Playing games since 1990 don't give you (or me, or anyone else) extensive knowledge and certainly don't give you a right to criticize a top award winning developer like Sid Meier as you had in this opening thread. Totally arrogant, in fact this whole thread comes out as nothing but that. Then we have some here who say good OP! Thats like you are in your home stadium watching your home football game and a fan of the visiting team criticizes the quarterback of your team. Then you agree with them! Then your team wins the game anyway and goes on to win the superbowl. Its like, people grow a backbone here will you. The guy just insulted your beloved Civ franchise and the very man who brought it to life and you say, good OP?

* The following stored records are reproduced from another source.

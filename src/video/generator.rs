use super::caption::{drawtext_filter, wrap_text};
use super::ffmpeg::{self, MusicMix};
use super::frame::{frame_count, load_frame, zoom_frame};
use crate::config::RenderOptions;
use crate::error::{Result, VideoError};
use crate::scene::pacing::split_duration;
use crate::scene::Scene;
use crate::workspace::{self, Workspace};
use std::path::{Path, PathBuf};
use tokio::io::AsyncWriteExt;
use tracing::{info, warn};

/// 逐分镜时长之和与旁白总长的最大相对偏差
const DURATION_TOLERANCE: f64 = 0.05;

pub struct VideoGenerator {
    workspace: Workspace,
    options: RenderOptions,
}

impl VideoGenerator {
    pub fn new(workspace: Workspace, options: RenderOptions) -> Self {
        Self { workspace, options }
    }

    /// 合成最终视频，返回旁白（即成片）时长
    pub async fn generate_video(
        &self,
        scenes: &mut [Scene],
        audio_path: &Path,
        music_path: Option<&Path>,
        output_path: &Path,
    ) -> Result<f64> {
        if scenes.is_empty() {
            return Err(VideoError::MissingPrecondition(
                "no scenes to render".to_string(),
            ));
        }
        if !workspace::exists(audio_path).await {
            return Err(VideoError::MissingPrecondition(format!(
                "narration track not found: {}",
                audio_path.display()
            )));
        }

        info!("Starting video generation...");
        let total = ffmpeg::probe_duration(audio_path).await?;
        assign_durations(scenes, total);
        info!(
            "Narration is {:.2}s, {} scenes at {:.2}s each",
            total,
            scenes.len(),
            total / scenes.len() as f64
        );

        let durations: Vec<f64> = scenes.iter().map(|s| s.duration).collect();
        let fade = if self.options.crossfade > 0.0 && scenes.len() > 1 {
            ffmpeg::effective_fade(&durations, self.options.crossfade)
        } else {
            0.0
        };

        // 为每个分镜生成视频片段
        let lengths = ffmpeg::crossfade_lengths(&durations, fade);
        let mut segment_paths = Vec::with_capacity(scenes.len());
        for (i, (scene, length)) in scenes.iter().zip(lengths).enumerate() {
            let segment_path = self.workspace.segment(scene.index);
            self.create_video_segment(scene, length, &segment_path).await?;
            segment_paths.push(segment_path);
            info!("Rendered scene {}/{}", i + 1, scenes.len());
        }

        // 拼接所有片段
        let merged_video = self.workspace.root().join("merged.mp4");
        if fade > 0.0 {
            info!("Joining {} segments with {:.2}s cross-fades", segment_paths.len(), fade);
            let args = ffmpeg::crossfade_args(
                &segment_paths,
                &durations,
                fade,
                self.options.fps,
                &merged_video,
            );
            ffmpeg::run(&args, "FFmpeg cross-fade failed").await?;
        } else {
            self.concat_videos(&segment_paths, &merged_video).await?;
        }

        // 添加旁白与背景音乐
        info!("Adding audio to video...");
        let music = music_path.map(|path| MusicMix {
            path: path.to_path_buf(),
            volume: self.options.music_volume,
            fade_out: self.options.music_fade_out,
        });
        let args = ffmpeg::mux_args(&merged_video, audio_path, music.as_ref(), total, output_path);
        ffmpeg::run(&args, "FFmpeg audio merge failed").await?;

        info!("Video generation completed: {}", output_path.display());

        // 清理临时文件
        tokio::fs::remove_file(&merged_video).await.ok();
        for (scene, segment) in scenes.iter().zip(&segment_paths) {
            tokio::fs::remove_file(segment).await.ok();
            tokio::fs::remove_file(self.workspace.caption(scene.index)).await.ok();
            tokio::fs::remove_file(self.workspace.frame(scene.index)).await.ok();
        }

        Ok(total)
    }

    async fn create_video_segment(&self, scene: &Scene, length: f64, output_path: &Path) -> Result<()> {
        let (width, height) = (self.options.width, self.options.height);
        let base = load_frame(scene.image_path.as_deref(), width, height);

        let filter = if self.options.captions {
            self.caption_filter(scene).await?
        } else {
            None
        };

        if self.options.zoom {
            let args = ffmpeg::piped_segment_args(
                width,
                height,
                self.options.fps,
                length,
                filter.as_deref(),
                output_path,
            );
            let mut child = ffmpeg::spawn_piped(&args)?;
            let mut stdin = child.stdin.take().ok_or_else(|| {
                VideoError::VideoGenerationError("FFmpeg stdin unavailable".to_string())
            })?;

            for n in 0..frame_count(length, self.options.fps) {
                let t = n as f64 / self.options.fps as f64;
                let frame = zoom_frame(&base, t, self.options.zoom_rate);
                if let Err(e) = stdin.write_all(frame.as_raw()).await {
                    // FFmpeg 提前退出时以其 stderr 为准
                    warn!("FFmpeg stopped reading frames: {}", e);
                    break;
                }
            }
            drop(stdin);
            ffmpeg::finish_piped(child, "FFmpeg zoom segment failed").await?;
        } else {
            let frame_path = self.workspace.frame(scene.index);
            base.save(&frame_path)?;
            let args = ffmpeg::still_segment_args(
                &frame_path,
                length,
                self.options.fps,
                filter.as_deref(),
                output_path,
            );
            ffmpeg::run(&args, "FFmpeg segment creation failed").await?;
        }

        Ok(())
    }

    /// 写入折行后的字幕文件，返回对应的 drawtext 滤镜
    async fn caption_filter(&self, scene: &Scene) -> Result<Option<String>> {
        let lines = wrap_text(&scene.voiceover_text, self.options.caption_width);
        if lines.is_empty() {
            return Ok(None);
        }

        let caption_path = self.workspace.caption(scene.index);
        tokio::fs::write(&caption_path, lines.join("\n")).await?;
        Ok(Some(drawtext_filter(
            &caption_path,
            self.options.font_file.as_deref(),
            self.options.font_size,
        )))
    }

    async fn concat_videos(&self, segments: &[PathBuf], output_path: &Path) -> Result<()> {
        info!("Concatenating {} video segments...", segments.len());

        let concat_file = self.workspace.root().join("concat.txt");
        let absolute: Vec<PathBuf> = segments
            .iter()
            .map(|p| p.canonicalize())
            .collect::<std::io::Result<_>>()?;
        tokio::fs::write(&concat_file, ffmpeg::concat_manifest(&absolute)).await?;

        let args = ffmpeg::concat_args(&concat_file, output_path);
        let result = ffmpeg::run(&args, "FFmpeg concat failed").await;
        tokio::fs::remove_file(&concat_file).await.ok();
        result?;

        info!("Concatenated video: {}", output_path.display());
        Ok(())
    }
}

/// 逐分镜时长与旁白总长接近时按比例校正，否则平均切分
pub fn assign_durations(scenes: &mut [Scene], total: f64) {
    let sum: f64 = scenes.iter().map(|s| s.duration).sum();
    let all_set = scenes.iter().all(|s| s.duration > 0.0);
    if all_set && total > 0.0 && ((sum - total) / total).abs() <= DURATION_TOLERANCE {
        let factor = total / sum;
        for scene in scenes.iter_mut() {
            scene.duration *= factor;
        }
        return;
    }

    let parts = split_duration(total, scenes.len());
    for (scene, duration) in scenes.iter_mut().zip(parts) {
        scene.duration = duration;
    }
}

#[cfg(test)]
mod tests {
    use super::*;
    use crate::config::Format;

    fn scenes(n: usize) -> Vec<Scene> {
        (0..n)
            .map(|i| Scene::new(i, format!("visual {}", i), format!("line {}", i)))
            .collect()
    }

    #[test]
    fn test_equal_split_sums_to_narration() {
        let mut scenes = scenes(7);
        assign_durations(&mut scenes, 31.4);
        let sum: f64 = scenes.iter().map(|s| s.duration).sum();
        assert!((sum - 31.4).abs() < 1e-9);
        assert!(scenes.iter().all(|s| (s.duration - 31.4 / 7.0).abs() < 1e-12));
    }

    #[test]
    fn test_per_scene_durations_are_kept() {
        let mut scenes = scenes(3);
        for (scene, d) in scenes.iter_mut().zip([2.0, 5.0, 3.1]) {
            scene.duration = d;
        }
        assign_durations(&mut scenes, 10.0);
        let sum: f64 = scenes.iter().map(|s| s.duration).sum();
        assert!((sum - 10.0).abs() < 1e-9);
        assert!((scenes[1].duration - 5.0 * 10.0 / 10.1).abs() < 1e-9);
        assert!(scenes[1].duration > scenes[2].duration);
    }

    #[test]
    fn test_stale_durations_are_replaced() {
        let mut scenes = scenes(2);
        scenes[0].duration = 9.0;
        assign_durations(&mut scenes, 4.0);
        assert_eq!(scenes[0].duration, 2.0);
        assert_eq!(scenes[1].duration, 2.0);
    }

    #[tokio::test]
    async fn test_zero_scenes_abort() {
        let dir = tempfile::tempdir().unwrap();
        let workspace = Workspace::prepare(dir.path().join("w"), false).await.unwrap();
        let generator = VideoGenerator::new(
            workspace.clone(),
            RenderOptions::for_format(Format::Vertical, true),
        );
        let result = generator
            .generate_video(&mut [], &workspace.narration(), None, &workspace.final_video())
            .await;
        assert!(matches!(result, Err(VideoError::MissingPrecondition(_))));
    }

    #[tokio::test]
    async fn test_missing_narration_aborts() {
        let dir = tempfile::tempdir().unwrap();
        let workspace = Workspace::prepare(dir.path().join("w"), false).await.unwrap();
        let generator = VideoGenerator::new(
            workspace.clone(),
            RenderOptions::for_format(Format::Horizontal, true),
        );
        let mut scenes = scenes(2);
        let result = generator
            .generate_video(&mut scenes, &workspace.narration(), None, &workspace.final_video())
            .await;
        assert!(matches!(result, Err(VideoError::MissingPrecondition(_))));
    }
}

This is a common misconception of how criticism works. People with PhD's and fancy business card titles love nothing more than to measure the world according to their own rules. I'm pretty sure Bernstein and Woodward were not high-ranking politicians when they broke the Watergate affair. And I can't even compare my accomplishments to these people (and that's my own opinion, not a dictated one).
If I were indeed a CEO of Blizzard I would never write such a post for several reasons:
a) criticizing a CEO or product of company in the same business is really unprofessional
b) I wouldn't care about what Sid Meier or Firaxis do, since they are not really competition
c) I would have little to gain
Furthermore your comparison of playing games with watching sports is a really bad one. Playing is active, watching is passive. An amateur that plays basketball for 10 years knows more about playing basketball than a person who spent 60 years watching it. You don't need to be an NBA-certified basketball judge to play good basketball.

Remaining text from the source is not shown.